Futurama: The Beast with a Billion Backs Quotes

  • [from trailer]

    Earth President Richard Nixon: Row-rowoo! The tentacles are coming toward Earth and there's no stopping it. King Kong is too old to save us this time!

    [looking at an old gorilla with a walker and an equally old woman in his hand]

  • [from trailer]

    Philip J. Fry: I'll miss you, Bender. You and your robots, take good care of Earth. Here. These are the keys to the Bermuda Triangle. Lock up when the world ends.

  • [from trailer]

    Bender: [Fry is about to go to heaven] Wait, let me come with you.

    Philip J. Fry: I'm sorry, Bender, robots don't go to heaven.

    Bender: [sobbingly] Death to humans.

  • [from trailer]

    Bender: Bender to crew: I have reached the gateway to another universe. I feel awed and strangely humbled by the momentous solemnity of this occasion.

    [turning away from the gateway]

    Bender: Hey, other universe, bite my shiny metal ass!

    [gets his ass zapped by the gateway]

  • [from trailer]

    Turanga Leela: People of everywhere, I have shocking news!

    Yivo: Hey, butt out!

    Turanga Leela: These aren't tentacles, they're gentacles!

    Philip J. Fry: Ewwwwwww...

  • Philip J. Fry: What Bender? Is something wrong?

    Bender: Yes. I joined the club I thought was cool. But it turned out all leaguee-weegies are totally lame. That's what we call ourselves. Leaguee-weegies.

    Philip J. Fry: Oh I'm sorry. I shoud have asked what was bothering you. I've been kind of preoccupied.

    Bender: With what?

    Philip J. Fry: Well, I went to another Universe and fell in love with a giant octopus; and now I'm Pope of a new religion.

  • Dr. Zoidberg: I thought I was fighting for my freedom!

    Professor Farnsworth: NO!

  • Dr. Ogden Wernstrom: No! Not The Crackslam!

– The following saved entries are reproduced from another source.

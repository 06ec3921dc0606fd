//! Event system for streamer state notifications
//!
//! Lifecycle changes (viewer attached, session reset, stream started) are
//! broadcast so applications can react without polling the manager.

pub mod types;

pub use types::StreamEvent;

use tokio::sync::broadcast;

/// Event channel capacity (ring buffer size)
const EVENT_CHANNEL_CAPACITY: usize = 64;

/// Broadcast bus for [`StreamEvent`]s
///
/// # Example
///
/// ```no_run
/// use vision_rtc::events::{EventBus, StreamEvent};
///
/// let bus = EventBus::new();
/// let mut rx = bus.subscribe();
///
/// bus.publish(StreamEvent::ViewerConnected { client_id: "c1".to_string() });
/// tokio::spawn(async move {
///     while let Ok(event) = rx.recv().await {
///         println!("{}", event.event_name());
///     }
/// });
/// ```
pub struct EventBus {
    tx: broadcast::Sender<StreamEvent>,
}

impl EventBus {
    pub fn new() -> Self {
        let (tx, _rx) = broadcast::channel(EVENT_CHANNEL_CAPACITY);
        Self { tx }
    }

    /// Publish to all subscribers; dropped when nobody listens
    pub fn publish(&self, event: StreamEvent) {
        let _ = self.tx.send(event);
    }

    /// Subscribe to future events
    ///
    /// A subscriber that falls more than the channel capacity behind
    /// receives `Lagged` and misses the overwritten events.
    pub fn subscribe(&self) -> broadcast::Receiver<StreamEvent> {
        self.tx.subscribe()
    }

    pub fn subscriber_count(&self) -> usize {
        self.tx.receiver_count()
    }
}

impl Default for EventBus {
    fn default() -> Self {
        Self::new()
    }
}

#[cfg(test)]
mod tests {
    use super::*;

    #[tokio::test]
    async fn test_publish_subscribe() {
        let bus = EventBus::new();
        let mut rx = bus.subscribe();

        bus.publish(StreamEvent::SessionReset { generation: 1 });

        let event = rx.recv().await.unwrap();
        assert_eq!(event, StreamEvent::SessionReset { generation: 1 });
    }

    #[tokio::test]
    async fn test_multiple_subscribers() {
        let bus = EventBus::new();
        let mut rx1 = bus.subscribe();
        let mut rx2 = bus.subscribe();
        assert_eq!(bus.subscriber_count(), 2);

        bus.publish(StreamEvent::Stopped);

        assert_eq!(rx1.recv().await.unwrap(), StreamEvent::Stopped);
        assert_eq!(rx2.recv().await.unwrap(), StreamEvent::Stopped);
    }

    #[test]
    fn test_no_subscribers() {
        let bus = EventBus::new();
        assert_eq!(bus.subscriber_count(), 0);
        bus.publish(StreamEvent::KeyframeReady);
    }
}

  • Philip J. Fry: Yivo proposed! We're moving in with shkler!

    Bender: Y-you're leaving? But why can't Yivo just move in with us? We'll put a cot in Europe.

    Professor Farnsworth: Don't be daft, Bender. Yivo can't breathe outside the electric ether of shkler own universe. If shkle came here, shkle would shkluffocate.

    Bender: No shklit.

  • [Fry and Colleen are riding the 2-D Tunnel of Love]

    Philip J. Fry: Wow, Colleen, you even look beautiful in *2*-D?

    Colleen: I do? But from your perspective, I'm just a line segment.

    Philip J. Fry: A really hot line segment.

  • Stephen Hawking's Head: Welcome. I am the pickled head of Stephen Hawking on a way cool rocket.

    Turanga Leela: Black-Hole Hawking? Wow! If I knew I was going to meet you I would have done something with my hair!

    Stephen Hawking's Head: You should have.

  • Philip J. Fry: I don't know if I can put my heart on the line again only to have it broken and stumped on like a nerd's face.

  • Professor Farnsworth: Now I've often said "good news" when sending you on a mission of extreme danger; so when I say this anomaly is dangerous, you can imagine how dangerous I really think it is.

    Hermes Conrad: Not dangerous at all?

    Professor Farnsworth: Actually, quite dangerous indeed.

    Hermes Conrad: That is quite dangerous!

    Professor Farnsworth: Indeed.

  • [last lines]

    [to Fry and Leela, as he hugs them]

    Bender: I love you meatbags!

  • Professor Farnsworth: Don't listen to a word he says!

    Dr. Ogden Wernstrom: But I'm agreeing with you!

    Professor Farnsworth: I'll make you eat those words!

  • Zapp Brannigan: Hell of a thing, sending another universe to certain doom. Lots of fun, though. Makes a man feel big.

  • Bender: What's the matter? Did someone die or something?

    Turanga Leela: Kif died, Bender.

    Bender: Yes! Nailed it!

  • Bender: Don't hurt me! I'll betray anyone!

  • Yivo: I should go now. The nature of your universe is burning me... even worse than my gonorrhea. You should get checked by the way.

  • Colleen: Sorry I've been taking up so much of Fry's time. He's just so interesting. Have you seen how much cotton candy he can eat?

    Professor Farnsworth: Oh my, yes. 5.1 pounds. That's why his blood is so good on pancakes.

  • Earth President Richard Nixon: If there's one thing Nixon is known for, it's class. Let's cut this turd loose!

  • Stephen Hawking's Head: In conclusion, I understand nothing about the anomaly, even after cashing the huge check for writing a book about it.

  • Prof. Hubert J. Farnsworth: [Enjoying the paradise] Eureka! Another elementary proof of the Goldbach conjecture

    [one of the oldest unsolved problems in mathematics]

  • Philip J. Fry: Yivo is the lover of all beings, male and female. But Yivo has no gender, thus Yivo has proclaimed that instead of "he" or "she," we are to use the word "shklee." And instead of "him" or "her," we are to use the word "shklim," or "shkler."

  • Turanga Leela: People of everywhere, I have shocking news.

    Yivo: Hey, butt out! This is between me and everyone else in existence.

    Turanga Leela: Yivo talks a lot about love, but what he's actually doing...

    Hermes Conrad: What shklee's actually doing.

    Turanga Leela: ...is mating with you! These aren't tentacles. They're genticles.

  • Bender: Love doesn't share itself with the world. Love is suspicious, love is needy, love is fearful, love is greedy. My friends, there is no great love without great jealousy.